I had my own room because there were so few novices, let alone girls. The room they’d given me was small and plain, with a twin bed and a desk with a computer. My few belongings had been spirited out of Portland and now sat in boxes around the room. I rummaged through them, pulling out a T-shirt to sleep in. I found a couple of pictures as I did, one of Lissa and me at a football game in Portland and another taken when I’d gone on vacation with her family, a year before the accident.
I set them on my desk and booted up the computer. Someone from tech support had helpfully given me a sheet with instructions for renewing my e-mail account and setting up a password. I did both, happy to discover no one had realized that this would serve as a way for me to communicate with Lissa. Too tired to write to her now, I was about to turn everything off when I noticed I already had a message. From Janine Hathaway. It was short:
I’m glad you’re back. What you did was inexcusable.
“Love you too, Mom,” I muttered, shutting it all down.
When I went to bed afterward, I passed out before even hitting the pillow, and just as Dimitri had predicted, I felt ten times worse when I woke up the next morning. Lying there in bed, I reconsidered the perks of running away. Then I remembered getting my ass kicked and figured the only way to prevent that from happening again was to go endure some more of it this morning.
My soreness made it all that much worse, but I survived the before-school practice with Dimitri and my subsequent classes without passing out or fainting.
At lunch, I dragged Lissa away from Natalie’s table early and gave her a Kirova-worthy lecture about Christian—particularly chastising her for letting him know about our blood arrangement. If that got out, it’d kill both of us socially, and I didn’t trust him not to tell.
Lissa had other concerns.
“You were in my head again?” she exclaimed. “For
that
long?”
“I didn’t do it on purpose,” I argued. “It just happened. And that’s not the point. How long did you hang out with him afterward?”
“Not that long. It was kind of . . . fun.”
“Well, you can’t do it again. If people find out you’re hanging out with him, they’ll crucify you.” I eyed her warily. “You aren’t, like, into him, are you?”
She scoffed. “No. Of course not.
“Good. Because if you’re going to go after a guy, steal Aaron back.” He was boring, yes, but safe. Just like Natalie. How come all the harmless people were so lame? Maybe that was the definition of safe.
She laughed. “Mia would claw my eyes out.”
“We can take her. Besides, he deserves someone who doesn’t shop at Gap Kids.”
“Rose, you’ve got to stop saying things like that.”
“I’m just saying what you won’t.”
“She’s only a year younger,” said Lissa. She laughed. “I can’t believe you think
I’m
the one who’s going to get us in trouble.”
Smiling as we strolled toward class, I gave her a sidelong glance. “Aaron does look pretty good though, huh?”

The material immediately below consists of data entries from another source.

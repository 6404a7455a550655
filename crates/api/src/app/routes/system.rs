use axum::http::StatusCode;

pub async fn health() -> StatusCode {
    StatusCode::OK
}
//! Credential storage and the forced-logout hook.

use std::sync::{PoisonError, RwLock};

/// Holds the session's credentials. Implementations must be cheap to call;
/// the coordinator reads and writes them outside any await point.
pub trait TokenStore: Send + Sync {
    fn access_token(&self) -> Option<String>;
    fn refresh_token(&self) -> Option<String>;
    fn set_tokens(&self, access_token: String, refresh_token: String);
    fn set_access_token(&self, access_token: String);
    fn clear(&self);
}

#[derive(Debug, Default)]
struct Tokens {
    access: Option<String>,
    refresh: Option<String>,
}

#[derive(Debug, Default)]
pub struct InMemoryTokenStore {
    inner: RwLock<Tokens>,
}

impl InMemoryTokenStore {
    pub fn new() -> Self {
        Self::default()
    }

    pub fn with_tokens(access_token: impl Into<String>, refresh_token: impl Into<String>) -> Self {
        Self {
            inner: RwLock::new(Tokens {
                access: Some(access_token.into()),
                refresh: Some(refresh_token.into()),
            }),
        }
    }
}

impl TokenStore for InMemoryTokenStore {
    fn access_token(&self) -> Option<String> {
        self.inner.read().unwrap_or_else(PoisonError::into_inner).access.clone()
    }

    fn refresh_token(&self) -> Option<String> {
        self.inner.read().unwrap_or_else(PoisonError::into_inner).refresh.clone()
    }

    fn set_tokens(&self, access_token: String, refresh_token: String) {
        let mut tokens = self.inner.write().unwrap_or_else(PoisonError::into_inner);
        tokens.access = Some(access_token);
        tokens.refresh = Some(refresh_token);
    }

    fn set_access_token(&self, access_token: String) {
        self.inner.write().unwrap_or_else(PoisonError::into_inner).access = Some(access_token);
    }

    fn clear(&self) {
        *self.inner.write().unwrap_or_else(PoisonError::into_inner) = Tokens::default();
    }
}

/// Side effect run when the session is lost (refresh failed).
pub trait LoginNavigator: Send + Sync {
    fn redirect_to_login(&self);
}

/// Navigator for headless clients: logs and does nothing else.
#[derive(Debug, Clone, Copy, Default)]
pub struct NoopNavigator;

impl LoginNavigator for NoopNavigator {
    fn redirect_to_login(&self) {
        tracing::info!("session ended; login required");
    }
}

#[cfg(test)]
mod tests {
    use super::*;

    #[test]
    fn clear_drops_both_tokens() {
        let store = InMemoryTokenStore::with_tokens("a", "r");
        store.set_access_token("a2".to_string());
        assert_eq!(store.access_token().as_deref(), Some("a2"));
        assert_eq!(store.refresh_token().as_deref(), Some("r"));

        store.clear();
        assert_eq!(store.access_token(), None);
        assert_eq!(store.refresh_token(), None);
    }
}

She smiled back and avoided my eyes. “Yeah. Pretty good.”
“Ooh. You see? You should go after him.”
“Whatever. I’m fine being friends now.”
“Friends who used to stick their tongues down each other’s throats.”
She rolled her eyes.
“Fine.” I let my teasing go. “Let Aaron stay in the nursery school. Just so long as you stay away from Christian. He’s dangerous.”
“You’re overreacting. He’s not going Strigoi.”
“He’s a bad influence.”
She laughed. “You think
I’m
in danger of going Strigoi?”
She didn’t wait for my answer, instead pushing ahead to open the door to our science class. Standing there, I uneasily replayed her words and then followed a moment later. When I did, I got to see royal power in action. A few guys—with giggling, watching girls—were messing with a gangly-looking Moroi. I didn’t know him very well, but I knew he was poor and certainly not royal. A couple of his tormentors were air-magic users, and they’d blown the papers off his desk and were pushing them around the room on currents of air while the guy tried to catch them.
My instincts urged me to do something, maybe go smack one of the air users. But I couldn’t pick a fight with everyone who annoyed me, and certainly not a group of royals—especially when Lissa needed to stay off their radar. So I could only give them a look of disgust as I walked to my desk. As I did, a hand caught my arm. Jesse.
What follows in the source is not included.